In the listing below, find the line with "user_text: &str, model_text: &str);", then repeat exactly every line from the top through that one.

» Dataset content:
• • • • •

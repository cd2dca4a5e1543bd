//! In-process conversation history keyed by sender.

use crate::{ChatMessage, SenderId};

use async_trait::async_trait;
use std::collections::HashMap;
use std::sync::Arc;
use tokio::sync::{Mutex, OwnedMutexGuard, RwLock};

/// Ordered user/assistant turns for one sender. The system persona is never
/// stored here; it is prepended when the prompt is assembled.
pub type History = Vec<ChatMessage>;

/// Storage backend for per-sender histories.
///
/// Operations are total: an unknown sender simply has an empty history.
#[async_trait]
pub trait ConversationStore: Send + Sync + 'static {
    /// Snapshot of the sender's history, creating an empty one on first access.
    async fn get(&self, sender_id: &str) -> History;

    /// Append a user turn followed by an assistant turn.
    async fn record(&self, sender_id: &str, user_text: &str, model_text: &str);

    /// Take exclusive access to the sender's history for one chat turn.
    ///
    /// Concurrent turns for the same sender queue behind the returned guard,
    /// so a read-then-append can't lose an update.
    async fn begin_turn(&self, sender_id: &str) -> TurnGuard;

    /// Number of senders that currently have a history.
    async fn sender_count(&self) -> usize;
}

/// Exclusive handle on one sender's history.
pub struct TurnGuard {
    sender_id: SenderId,
    history: OwnedMutexGuard<History>,
    max_messages: Option<usize>,
}

impl TurnGuard {
    pub fn sender_id(&self) -> &str {
        &self.sender_id
    }

    pub fn history(&self) -> &[ChatMessage] {
        &self.history
    }

    /// Append one exchange, then apply the history window if one is set.
    pub fn record(&mut self, user_text: &str, model_text: &str) {
        append_exchange(&mut self.history, user_text, model_text, self.max_messages);
    }
}

/// Default backend: a map living for the lifetime of the process.
///
/// The outer lock only guards map membership. Each history sits behind its own
/// mutex so different senders never contend.
#[derive(Debug, Default)]
pub struct InMemoryConversationStore {
    histories: RwLock<HashMap<SenderId, Arc<Mutex<History>>>>,
    max_messages: Option<usize>,
}

impl InMemoryConversationStore {
    pub fn new() -> Self {
        Self::default()
    }

    /// Keep at most `max_messages` messages per sender, dropping the oldest
    /// exchanges first. The window always holds at least the latest exchange.
    pub fn with_max_messages(mut self, max_messages: Option<usize>) -> Self {
        self.max_messages = max_messages.map(|max| max.max(2));
        self
    }

    async fn entry(&self, sender_id: &str) -> Arc<Mutex<History>> {
        if let Some(history) = self.histories.read().await.get(sender_id) {
            return history.clone();
        }

        let mut histories = self.histories.write().await;
        histories
            .entry(sender_id.into())
            .or_insert_with(|| {
                tracing::debug!(sender_id, "created conversation history");
                Arc::new(Mutex::new(History::new()))
            })
            .clone()
    }
}

#[async_trait]
impl ConversationStore for InMemoryConversationStore {
    async fn get(&self, sender_id: &str) -> History {
        let entry = self.entry(sender_id).await;
        let history = entry.lock().await;
        history.clone()
    }

    async fn record(&self, sender_id: &str, user_text: &str, model_text: &str) {
        let entry = self.entry(sender_id).await;
        let mut history = entry.lock().await;
        append_exchange(&mut history, user_text, model_text, self.max_messages);
    }

    async fn begin_turn(&self, sender_id: &str) -> TurnGuard {
        let history = self.entry(sender_id).await.lock_owned().await;
        TurnGuard {
            sender_id: sender_id.into(),
            history,
            max_messages: self.max_messages,
        }
    }

    async fn sender_count(&self) -> usize {
        self.histories.read().await.len()
    }
}

fn append_exchange(
    history: &mut History,
    user_text: &str,
    model_text: &str,
    max_messages: Option<usize>,
) {
    history.push(ChatMessage::user(user_text));
    history.push(ChatMessage::assistant(model_text));

    if let Some(max) = max_messages {
        // Drop whole exchanges so the history never starts on an assistant turn.
        while history.len() > max {
            let drop = history.len().min(2);
            history.drain(..drop);
        }
    }
}

#[cfg(test)]
mod tests {
    use super::*;
    use crate::Role;

    #[tokio::test]
    async fn unseen_sender_has_empty_history() {
        let store = InMemoryConversationStore::new();

        assert!(store.get("15550001111").await.is_empty());
        assert_eq!(store.sender_count().await, 1);
    }

    #[tokio::test]
    async fn record_appends_user_then_assistant() {
        let store = InMemoryConversationStore::new();
        store.record("15550001111", "hello", "hi there").await;

        let history = store.get("15550001111").await;
        assert_eq!(history.len(), 2);
        assert_eq!(history[0], ChatMessage::user("hello"));
        assert_eq!(history[1], ChatMessage::assistant("hi there"));
        assert_eq!(history[1].role, Role::Assistant);
    }

    #[tokio::test]
    async fn senders_do_not_share_history() {
        let store = InMemoryConversationStore::new();
        store.record("alice", "one", "uno").await;

        assert!(store.get("bob").await.is_empty());
        assert_eq!(store.get("alice").await.len(), 2);
    }

    #[tokio::test]
    async fn window_drops_oldest_exchanges() {
        let store = InMemoryConversationStore::new().with_max_messages(Some(4));
        for index in 0..3 {
            store
                .record("alice", &format!("q{index}"), &format!("a{index}"))
                .await;
        }

        let history = store.get("alice").await;
        assert_eq!(
            history,
            vec![
                ChatMessage::user("q1"),
                ChatMessage::assistant("a1"),
                ChatMessage::user("q2"),
                ChatMessage::assistant("a2"),
            ]
        );
    }

    #[tokio::test]
    async fn odd_window_keeps_history_aligned_on_user_turns() {
        let store = InMemoryConversationStore::new().with_max_messages(Some(3));
        store.record("alice", "q0", "a0").await;
        store.record("alice", "q1", "a1").await;

        let history = store.get("alice").await;
        assert_eq!(history.len(), 2);
        assert_eq!(history[0].role, Role::User);
        assert_eq!(history[0].content, "q1");
    }

    #[tokio::test]
    async fn tiny_window_still_keeps_latest_exchange() {
        let store = InMemoryConversationStore::new().with_max_messages(Some(1));
        store.record("alice", "q0", "a0").await;
        store.record("alice", "q1", "a1").await;

        assert_eq!(
            store.get("alice").await,
            vec![ChatMessage::user("q1"), ChatMessage::assistant("a1")]
        );
    }

    #[tokio::test]
    async fn turn_guard_serializes_same_sender() {
        let store = Arc::new(InMemoryConversationStore::new());
        let mut first = store.begin_turn("alice").await;

        let contender = {
            let store = store.clone();
            tokio::spawn(async move {
                let mut guard = store.begin_turn("alice").await;
                let seen = guard.history().len();
                guard.record("second", "reply two");
                seen
            })
        };

        // Other senders are not blocked while alice's turn is open.
        assert!(store.get("bob").await.is_empty());

        first.record("first", "reply one");
        drop(first);

        let seen_by_second = contender.await.expect("contender task panicked");
        assert_eq!(seen_by_second, 2);
        assert_eq!(store.get("alice").await.len(), 4);
    }
}
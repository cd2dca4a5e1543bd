use super::payload::parse_delivery;
use super::state::ApiState;
use crate::error::{Error, WebhookError};

use axum::Json;
use axum::body::Bytes;
use axum::extract::{Query, State};
use axum::http::StatusCode;
use axum::response::{IntoResponse, Response};
use serde::Deserialize;
use std::sync::Arc;

/// Acknowledgment body for a processed delivery.
pub(super) const EVENT_RECEIVED: &str = "EVENT_RECEIVED";

const SUBSCRIBE_MODE: &str = "subscribe";

#[derive(Debug, Deserialize)]
pub(super) struct VerifyQuery {
    #[serde(rename = "hub.mode")]
    mode: Option<String>,
    #[serde(rename = "hub.verify_token")]
    verify_token: Option<String>,
    #[serde(rename = "hub.challenge")]
    challenge: Option<String>,
}

/// Subscription handshake: echo the challenge when mode and token match.
/// A handshake without a challenge is refused like a bad token.
pub(super) async fn verify(
    State(state): State<Arc<ApiState>>,
    Query(query): Query<VerifyQuery>,
) -> Response {
    let mode_ok = query.mode.as_deref() == Some(SUBSCRIBE_MODE);
    let token_ok = query.verify_token.as_deref() == Some(state.verify_token.expose());

    if let (true, true, Some(challenge)) = (mode_ok, token_ok, query.challenge) {
        tracing::info!("webhook verified");
        return (StatusCode::OK, challenge).into_response();
    }

    tracing::warn!(mode = ?query.mode, "webhook verification failed");
    (StatusCode::FORBIDDEN, "Verification failed").into_response()
}

/// Message delivery: run a chat turn for every text message, in order.
pub(super) async fn receive(State(state): State<Arc<ApiState>>, body: Bytes) -> Response {
    match process_delivery(&state, &body).await {
        Ok(count) => {
            tracing::debug!(count, "delivery processed");
            (StatusCode::OK, EVENT_RECEIVED).into_response()
        }
        Err(Error::Webhook(WebhookError::InvalidObjectType(object))) => {
            tracing::warn!(?object, "rejected delivery with unexpected object type");
            (
                StatusCode::BAD_REQUEST,
                Json(serde_json::json!({"status": "invalid object type"})),
            )
                .into_response()
        }
        Err(error) => {
            tracing::error!(%error, "processing error");
            (
                StatusCode::INTERNAL_SERVER_ERROR,
                Json(serde_json::json!({"status": "error", "message": error.to_string()})),
            )
                .into_response()
        }
    }
}

async fn process_delivery(state: &ApiState, body: &[u8]) -> crate::Result<usize> {
    tracing::debug!(payload = %String::from_utf8_lossy(body), "received delivery");

    let messages = parse_delivery(body)?;
    for message in &messages {
        // A model failure aborts the rest of the batch.
        state.agent.handle_message(message).await?;
    }

    Ok(messages.len())
}
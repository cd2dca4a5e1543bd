//! Masterzi: a WhatsApp relay that answers every sender with a language model
//! that remembers the conversation.

pub mod agent;
pub mod api;
pub mod config;
pub mod conversation;
pub mod error;
pub mod llm;
pub mod messaging;

pub use error::{Error, Result};

use serde::{Deserialize, Serialize};
use std::sync::Arc;

/// Sender identifier type (the sender's phone number, used verbatim).
pub type SenderId = Arc<str>;

/// Chat roles understood by the model API.
#[derive(Debug, Clone, Copy, Serialize, Deserialize, PartialEq, Eq)]
#[serde(rename_all = "lowercase")]
pub enum Role {
    System,
    User,
    Assistant,
}

impl std::fmt::Display for Role {
    fn fmt(&self, f: &mut std::fmt::Formatter<'_>) -> std::fmt::Result {
        match self {
            Role::System => write!(f, "system"),
            Role::User => write!(f, "user"),
            Role::Assistant => write!(f, "assistant"),
        }
    }
}

/// One message in a chat prompt or a stored history.
#[derive(Debug, Clone, Serialize, Deserialize, PartialEq, Eq)]
pub struct ChatMessage {
    pub role: Role,
    pub content: String,
}

impl ChatMessage {
    pub fn system(content: impl Into<String>) -> Self {
        Self {
            role: Role::System,
            content: content.into(),
        }
    }

    pub fn user(content: impl Into<String>) -> Self {
        Self {
            role: Role::User,
            content: content.into(),
        }
    }

    pub fn assistant(content: impl Into<String>) -> Self {
        Self {
            role: Role::Assistant,
            content: content.into(),
        }
    }
}

/// Text message extracted from a webhook delivery.
#[derive(Debug, Clone, PartialEq, Eq)]
pub struct InboundMessage {
    /// Provider message ID, when the payload carries one.
    pub id: Option<String>,
    pub sender_id: SenderId,
    pub text: String,
}
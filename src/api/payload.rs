//! Typed decoding of WhatsApp webhook deliveries.

use crate::InboundMessage;
use crate::error::{Result, WebhookError};

use serde::Deserialize;

/// `object` value carried by every WhatsApp Business delivery.
pub const WHATSAPP_OBJECT: &str = "whatsapp_business_account";

#[derive(Debug, Deserialize)]
struct WebhookPayload {
    #[serde(default)]
    entry: Vec<WebhookEntry>,
}

#[derive(Debug, Deserialize)]
struct WebhookEntry {
    #[serde(default)]
    changes: Vec<WebhookChange>,
}

#[derive(Debug, Deserialize)]
struct WebhookChange {
    #[serde(default)]
    value: WebhookValue,
}

#[derive(Debug, Default, Deserialize)]
struct WebhookValue {
    // Decoded one by one so a bad message can't take its siblings down.
    #[serde(default)]
    messages: Vec<serde_json::Value>,
}

#[derive(Debug, Deserialize)]
struct WebhookMessage {
    from: String,
    #[serde(default)]
    id: Option<String>,
    #[serde(default)]
    text: Option<WebhookText>,
}

#[derive(Debug, Deserialize)]
struct WebhookText {
    body: String,
}

/// Decode a raw delivery body into the text messages it carries, in order.
///
/// Non-text messages (media, reactions) and status callbacks yield nothing.
/// A single message with an unexpected shape is logged and skipped.
pub fn parse_delivery(body: &[u8]) -> Result<Vec<InboundMessage>> {
    let raw: serde_json::Value =
        serde_json::from_slice(body).map_err(|error| WebhookError::InvalidJson(error.to_string()))?;

    let object = raw.get("object").and_then(serde_json::Value::as_str);
    if object != Some(WHATSAPP_OBJECT) {
        return Err(WebhookError::InvalidObjectType(object.map(String::from)).into());
    }

    let payload: WebhookPayload = serde_json::from_value(raw)
        .map_err(|error| WebhookError::MalformedPayload(error.to_string()))?;

    let mut messages = Vec::new();
    for raw_message in payload
        .entry
        .into_iter()
        .flat_map(|entry| entry.changes)
        .flat_map(|change| change.value.messages)
    {
        let message = match serde_json::from_value::<WebhookMessage>(raw_message) {
            Ok(message) => message,
            Err(error) => {
                tracing::warn!(%error, "skipping malformed webhook message");
                continue;
            }
        };

        let Some(text) = message.text else {
            tracing::debug!(sender_id = %message.from, "ignoring non-text message");
            continue;
        };

        messages.push(InboundMessage {
            id: message.id,
            sender_id: message.from.into(),
            text: text.body,
        });
    }

    Ok(messages)
}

• • • • •

» Result of this exercise:
repository cd2dca4a5e1543bd
//! In-process conversation history keyed by sender.

use crate::{ChatMessage, SenderId};

use async_trait::async_trait;
use std::collections::HashMap;
use std::sync::Arc;
use tokio::sync::{Mutex, OwnedMutexGuard, RwLock};

/// Ordered user/assistant turns for one sender. The system persona is never
/// stored here; it is prepended when the prompt is assembled.
pub type History = Vec<ChatMessage>;

/// Storage backend for per-sender histories.
///
/// Operations are total: an unknown sender simply has an empty history.
#[async_trait]
pub trait ConversationStore: Send + Sync + 'static {
    /// Snapshot of the sender's history, creating an empty one on first access.
    async fn get(&self, sender_id: &str) -> History;

    /// Append a user turn followed by an assistant turn.
    async fn record(&self, sender_id: &str, user_text: &str, model_text: &str);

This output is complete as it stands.